Miracle – Part II

Miracle Admist the Rubble – part 2 (continued from August 10th)

By Kristin Witt  

Jeff Scarborough readily admits that if, on that fateful September 11th, he had not been privy to that particular piece of information it would not have occurred to him that this was a terrorist attack and that Al-Qaeda was about to succeed in bringing the World Trade Center to the ground.  In a matter of seconds the scenario flashed through his mind, and he made the decision to pull away from the caravan.  With his reporter cursing him for ruining their chance at getting in before the police tape barred them from the scene, Jeff radioed his command center at NBC telling them to set up the live feed truck 500 feet behind his location and to keep reporters behind that line of demarcation.  When a reporting team is the first one in on site in a crisis they become the “boss” as it were, trusted with decision making for every reporter that will enter the scene.  In this case, though the reporter should have been in charge, Jeff trusted his instinct and overrode Morrison’s desire to pursue.  Though he insists that he was just doing his job, Jeff Scarborough is credited with saving the lives of many reporters on that day, including Morrison’s.   

      Jeff stepped out of his vehicle and began filming the devastated towers as a crew prepared the live feed.  The tight shots he was able to capture were the most gut wrenching he had ever taken, a couple holding hands and crossing themselves just before they jumped, film that he chose not to release out of respect.   When Scarborough and a new reporter began a live feed to the station the reporter’s back was to the scene as he tried to explain the chaos of two planes embedded in the upper stories of the Twin Towers.  In the midst of the broadcast Jeff motioned to the reporter to turn around.  The South Tower was beginning its descent, the first of the two towers to come down.  The reporter dropped his microphone and took off, while Jeff, instinctively carrying his camera literally ran for his life towards the van that housed the live feed equipment and his co-worker, Eddie Alonzo.   Scarborough actually pulled Eddie from the van and told him to run as far from the towers as he could, as fast as he could, but Eddie hesitated.  Scarborough was already exhausted from his sprint, and didn’t look like he had much more in him, but Jeff assured his friend that he would take shelter behind a nearby building, and urged him to run for his life.  Reluctantly, Eddie took off like a track star, while Jeff moved behind a building just as the impenetrable cloud of dust raced down the street, flinging deadly debris in every direction.  When Jeff emerged, covered in gray dust from behind the “shelter” building he had no idea that the car he had been driving just 1500 feet in front of him was now partially hidden under the wheel of a Boeing 767.  

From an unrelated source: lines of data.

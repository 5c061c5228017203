pub mod auth;
pub mod groups;
pub mod posts;
pub mod profiles;
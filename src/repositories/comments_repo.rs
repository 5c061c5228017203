use async_trait::async_trait;
use uuid::Uuid;

use crate::{models::comments::CommentWithAuthor, Result};

use super::PostgresRepo;

#[async_trait]
pub trait CommentsRepository: Sync + Send {
    async fn create_comment(
        &self,
        post_id: Uuid,
        author_id: Uuid,
        text: &str,
    ) -> Result<CommentWithAuthor>;
    async fn list_for_post(&self, post_id: Uuid) -> Result<Vec<CommentWithAuthor>>;
}

#[async_trait]
impl CommentsRepository for PostgresRepo {
    async fn create_comment(
        &self,
        post_id: Uuid,
        author_id: Uuid,
        text: &str,
    ) -> Result<CommentWithAuthor> {
        let id = Uuid::now_v7();

        sqlx::query(
            r#"
            INSERT INTO comments (id, post_id, author_id, text)
            VALUES ($1, $2, $3, $4)
            "#,
        )
        .bind(id)
        .bind(post_id)
        .bind(author_id)
        .bind(text)
        .execute(&self.pool)
        .await?;

        let comment = sqlx::query_as::<_, CommentWithAuthor>(
            r#"
            SELECT c.id, c.post_id, c.author_id, u.name AS author_name, c.text, c.created_at
            FROM comments c
            JOIN users u ON u.id = c.author_id
            WHERE c.id = $1
            "#,
        )
        .bind(id)
        .fetch_one(&self.pool)
        .await?;

        Ok(comment)
    }

    async fn list_for_post(&self, post_id: Uuid) -> Result<Vec<CommentWithAuthor>> {
        let comments = sqlx::query_as::<_, CommentWithAuthor>(
            r#"
            SELECT c.id, c.post_id, c.author_id, u.name AS author_name, c.text, c.created_at
            FROM comments c
            JOIN users u ON u.id = c.author_id
            WHERE c.post_id = $1
            ORDER BY c.created_at
            "#,
        )
        .bind(post_id)
        .fetch_all(&self.pool)
        .await?;

        Ok(comments)
    }
}
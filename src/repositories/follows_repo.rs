use async_trait::async_trait;
use uuid::Uuid;

use crate::Result;

use super::PostgresRepo;

#[async_trait]
pub trait FollowsRepository: Sync + Send {
    /// Inserts the follow edge unless it already exists. Returns whether a
    /// row was actually created.
    async fn insert_follow(&self, user_id: Uuid, author_id: Uuid) -> Result<bool>;
    /// Deletes the follow edge if present. Absent edge is not an error.
    async fn delete_follow(&self, user_id: Uuid, author_id: Uuid) -> Result<()>;
    async fn follow_exists(&self, user_id: Uuid, author_id: Uuid) -> Result<bool>;
}

#[async_trait]
impl FollowsRepository for PostgresRepo {
    async fn insert_follow(&self, user_id: Uuid, author_id: Uuid) -> Result<bool> {
        let id = Uuid::now_v7();

        // ON CONFLICT rides on the unique (user_id, author_id) constraint, so
        // two racing requests collapse to a single row with no error.
        let inserted = sqlx::query(
            r#"
            INSERT INTO follows (id, user_id, author_id)
            VALUES ($1, $2, $3)
            ON CONFLICT (user_id, author_id) DO NOTHING
            "#,
        )
        .bind(id)
        .bind(user_id)
        .bind(author_id)
        .execute(&self.pool)
        .await?;

        Ok(inserted.rows_affected() > 0)
    }

    async fn delete_follow(&self, user_id: Uuid, author_id: Uuid) -> Result<()> {
        sqlx::query(
            r#"
            DELETE FROM follows WHERE user_id = $1 AND author_id = $2
            "#,
        )
        .bind(user_id)
        .bind(author_id)
        .execute(&self.pool)
        .await?;

        Ok(())
    }

    async fn follow_exists(&self, user_id: Uuid, author_id: Uuid) -> Result<bool> {
        let exists: (bool,) = sqlx::query_as(
            r#"
            SELECT EXISTS (
                SELECT 1 FROM follows WHERE user_id = $1 AND author_id = $2
            )
            "#,
        )
        .bind(user_id)
        .bind(author_id)
        .fetch_one(&self.pool)
        .await?;

        Ok(exists.0)
    }
}
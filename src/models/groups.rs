use serde::{Deserialize, Serialize};
use uuid::Uuid;
use validator::Validate;

#[derive(Debug, Deserialize, Serialize, sqlx::FromRow, Clone)]
pub struct Group {
    pub id: Uuid,
    pub title: String,
    pub slug: String,
    pub description: String,
}

#[derive(Validate, Debug, Deserialize)]
pub struct CreateGroupDto {
    #[validate(length(min = 1, max = 200, message = "Title is required"))]
    pub title: String,
    #[validate(length(min = 1, max = 200, message = "Slug is required"))]
    pub slug: String,
    pub description: String,
}
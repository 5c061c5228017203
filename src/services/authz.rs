use uuid::Uuid;

/// Whether `viewer` may mutate a post owned by `post_author`. Only the
/// author edits their own posts; callers that fail this check fall back to
/// the post's read view instead of raising.
pub fn can_edit(viewer: Uuid, post_author: Uuid) -> bool {
    viewer == post_author
}

#[cfg(test)]
mod tests {
    use super::*;

    #[test]
    fn author_can_edit_own_post() {
        let author = Uuid::now_v7();
        assert!(can_edit(author, author));
    }

    #[test]
    fn non_author_cannot_edit() {
        assert!(!can_edit(Uuid::now_v7(), Uuid::now_v7()));
    }
}
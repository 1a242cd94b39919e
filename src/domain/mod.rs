//! Domain Layer
//!
//! The versioning rules of revtag - pure logic without I/O dependencies.
//!
//! ## Structure
//!
//! - `entities/` - Artifacts and the version ledger
//! - `value_objects/` - Immutable value types (ArtifactKey, ContentHash, BuildVersion)
//! - `services/` - Name resolution and reference rewriting
//! - `policies/` - Which artifact kinds are tagged, pinned or scanned as text
//! - `ports/` - Interface definitions for infrastructure
//!
//! ## Design Principles
//!
//! 1. **No I/O** - This layer never touches the file system directly
//! 2. **Pure Functions** - Services are stateless and testable
//! 3. **Ports & Adapters** - All I/O goes through trait-defined ports

pub mod entities;
pub mod policies;
pub mod ports;
pub mod services;
pub mod value_objects;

      Staggered, Jeff emerged, carrying on his shoulder a $50,000 piece of equipment, not counting the attached mega- lens.  His camera allowed him to focus on the North Tower, which was still standing, though in flames and missing a good portion of several floors.  Knowing the incident wasn’t over, Jeff instinctively started to film, thinking that his might be the only camera getting the footage that would record for the world the events of the catastrophic day and he was right.  Scarborough’s footage is what all of us have seen time and again, our understanding of September 11th.  His are the tight-in shots of the steel beams in the upper stories literally beginning to melt.   Seeing this, he realized that the thing nobody thought possible was about to happen for a second time that day as the North Tower began to come down on itself.   The cloud of dust that had not completely settled from the South Tower was now growing at an enormous rate, as Jeff once again took shelter behind the building he now thought of as his safe harbor.